I have a lot of international friends and the number one comment I get is where do I get a ‘normal coffee’ in Australia.

American coffee, the normal cup of jo isn’t readily available in Oz because people tend to drink espresso-based coffee drinks.

The closest and most available answer is  – order a ‘long black’. A long black will come served as a shot of espresso paired with hot water in a mug or large cup.

Starbucks do the the ‘American coffee’ cup of jo but the stores are not hugely popular in Oz and so are mainly only in the tourist areas.

The Australian coffee culture is very different to the US culture in that most of our morning coffee’s are based on espresso so it is difficult to find

Coffee Cream

Half and half does not exist in Australia.

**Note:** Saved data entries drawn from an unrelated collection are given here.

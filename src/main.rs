mod app;
mod backend;
mod cli;
mod domain;
mod infra;
#[cfg(test)]
mod test_support;
mod ui;
mod usecases;

use anyhow::Result;
use clap::Parser;

fn main() -> Result<()> {
    infra::secrets::install_panic_redaction_hook();

    let cli = cli::Cli::parse();
    app::run(cli)
}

Sorry for those half and half lovers. Instead put in whole milk or as the Aussies say “full cream” milk. You can also order 2% or light and no fat which is skim.

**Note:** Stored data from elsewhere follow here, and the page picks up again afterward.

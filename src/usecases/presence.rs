//! Online/offline presence of the session user.

use std::time::Duration;

use crate::domain::ids::UserId;

use super::contracts::{DocumentStore, StoreError};

/// Result of the best-effort offline write made on process exit.
#[derive(Debug, Clone, PartialEq, Eq)]
pub enum ExitFlush {
    Flushed,
    Failed(StoreError),
    TimedOut,
}

#[derive(Debug, Clone)]
pub struct PresenceTracker<S> {
    store: S,
}

impl<S: DocumentStore> PresenceTracker<S> {
    pub fn new(store: S) -> Self {
        Self { store }
    }

    /// Writes `isOnline` and stamps `lastSeen`. Failures are logged and
    /// returned; nothing is retried.
    pub fn set_online(&self, user: &UserId, online: bool) -> Result<(), StoreError> {
        match self.store.set_presence(user, online) {
            Ok(()) => {
                tracing::debug!(user_id = %user, online, "presence updated");
                Ok(())
            }
            Err(error) => {
                tracing::warn!(
                    code = "PRESENCE_UPDATE_FAILED",
                    user_id = %user,
                    online,
                    error = %error,
                    "failed to update presence"
                );
                Err(error)
            }
        }
    }
}

impl<S> PresenceTracker<S>
where
    S: DocumentStore + Clone + Send + 'static,
{
    /// Fire-and-forget offline write bounded by `timeout`. A write that does
    /// not finish in time is abandoned, which can leave the user shown as
    /// online.
    pub async fn go_offline_on_exit(&self, user: &UserId, timeout: Duration) -> ExitFlush {
        let tracker = self.clone();
        let user = user.clone();
        let write = tokio::task::spawn_blocking(move || tracker.set_online(&user, false));

        match tokio::time::timeout(timeout, write).await {
            Ok(Ok(Ok(()))) => ExitFlush::Flushed,
            Ok(Ok(Err(error))) => ExitFlush::Failed(error),
            Ok(Err(join_error)) => {
                tracing::warn!(
                    code = "PRESENCE_FLUSH_ABORTED",
                    error = %join_error,
                    "offline presence task did not complete"
                );
                ExitFlush::Failed(StoreError::Unavailable)
            }
            Err(_) => {
                tracing::warn!(
                    code = "PRESENCE_FLUSH_TIMEOUT",
                    timeout_ms = timeout.as_millis() as u64,
                    "offline presence was not flushed before exit"
                );
                ExitFlush::TimedOut
            }
        }
    }
}

#[cfg(test)]
mod tests {
    use std::sync::{Arc, Mutex};

    use super::*;
    use crate::{
        backend::memory_store::FaultTarget,
        domain::{
            chat::{Chat, ChatFieldOp},
            ids::ChatId,
            message::Message,
            user::{ProfileUpdate, User},
        },
        test_support::{seeded_pair, uid},
        usecases::{
            contracts::{CommitOutcome, WriteBatch},
            subscription::Subscription,
        },
    };

    #[test]
    fn set_online_updates_flag_and_last_seen() {
        let store = seeded_pair();
        let tracker = PresenceTracker::new(store.clone());

        tracker.set_online(&uid("alice"), true).expect("online");
        let online = store.get_user(&uid("alice")).expect("get").expect("exists");
        tracker.set_online(&uid("alice"), false).expect("offline");
        let offline = store.get_user(&uid("alice")).expect("get").expect("exists");

        assert!(online.is_online);
        assert!(!offline.is_online);
        assert!(offline.last_seen > online.last_seen);
    }

    #[test]
    fn set_online_reports_store_failure() {
        let store = seeded_pair();
        store.fail_next(FaultTarget::SetPresence);
        let tracker = PresenceTracker::new(store);

        assert_eq!(
            tracker.set_online(&uid("alice"), true),
            Err(StoreError::Unavailable)
        );
    }

    #[tokio::test]
    async fn exit_flush_writes_offline() {
        let store = seeded_pair();
        let tracker = PresenceTracker::new(store.clone());
        tracker.set_online(&uid("alice"), true).expect("online");

        let flush = tracker
            .go_offline_on_exit(&uid("alice"), Duration::from_secs(5))
            .await;

        assert_eq!(flush, ExitFlush::Flushed);
        assert!(!store.get_user(&uid("alice")).expect("get").expect("exists").is_online);
    }

    /// Store whose presence writes take longer than any exit budget.
    #[derive(Clone, Default)]
    struct SlowPresenceStore {
        writes: Arc<Mutex<Vec<bool>>>,
    }

    impl DocumentStore for SlowPresenceStore {
        fn get_user(&self, _id: &UserId) -> Result<Option<User>, StoreError> {
            Ok(None)
        }

        fn merge_user(&self, _id: &UserId, _profile: &ProfileUpdate) -> Result<(), StoreError> {
            Ok(())
        }

        fn set_presence(&self, _id: &UserId, is_online: bool) -> Result<(), StoreError> {
            std::thread::sleep(Duration::from_millis(200));
            self.writes.lock().expect("writes lock").push(is_online);
            Ok(())
        }

        fn get_chat(&self, _id: &ChatId) -> Result<Option<Chat>, StoreError> {
            Ok(None)
        }

        fn merge_chat(&self, _seed: Chat) -> Result<(), StoreError> {
            Ok(())
        }

        fn update_chat(&self, _id: &ChatId, _ops: Vec<ChatFieldOp>) -> Result<(), StoreError> {
            Ok(())
        }

        fn list_messages(&self, _chat_id: &ChatId) -> Result<Vec<Message>, StoreError> {
            Ok(Vec::new())
        }

        fn commit(&self, _batch: WriteBatch) -> Result<CommitOutcome, StoreError> {
            Err(StoreError::Unavailable)
        }

        fn subscribe_users(&self) -> Result<Subscription<User>, StoreError> {
            Err(StoreError::Unavailable)
        }

        fn subscribe_chats(&self, _participant: &UserId) -> Result<Subscription<Chat>, StoreError> {
            Err(StoreError::Unavailable)
        }

        fn subscribe_messages(&self, _chat_id: &ChatId) -> Result<Subscription<Message>, StoreError> {
            Err(StoreError::Unavailable)
        }
    }

    #[tokio::test]
    async fn exit_flush_gives_up_after_timeout() {
        let store = SlowPresenceStore::default();
        let tracker = PresenceTracker::new(store.clone());

        let flush = tracker
            .go_offline_on_exit(&uid("alice"), Duration::from_millis(10))
            .await;

        assert_eq!(flush, ExitFlush::TimedOut);
    }
}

Half and half – the closest you are going to get to this is by going to a grocery story (supermarket)

Australian Coffee Options

If you are curious about what Aussies like there is a huge coffee movement in Australia. Most people drink espresso of some form. If you want to embrace the culture jump on board!

When you go into a coffee shop, you will be asked if you would like small or large and sometimes extra large (the tall, grande etc isn’t really a thing in Oz). Small is the size of a ‘short’ cup at Starbucks and large is the size of the ‘tall’ cup at Starbucks.

Enjoy!!!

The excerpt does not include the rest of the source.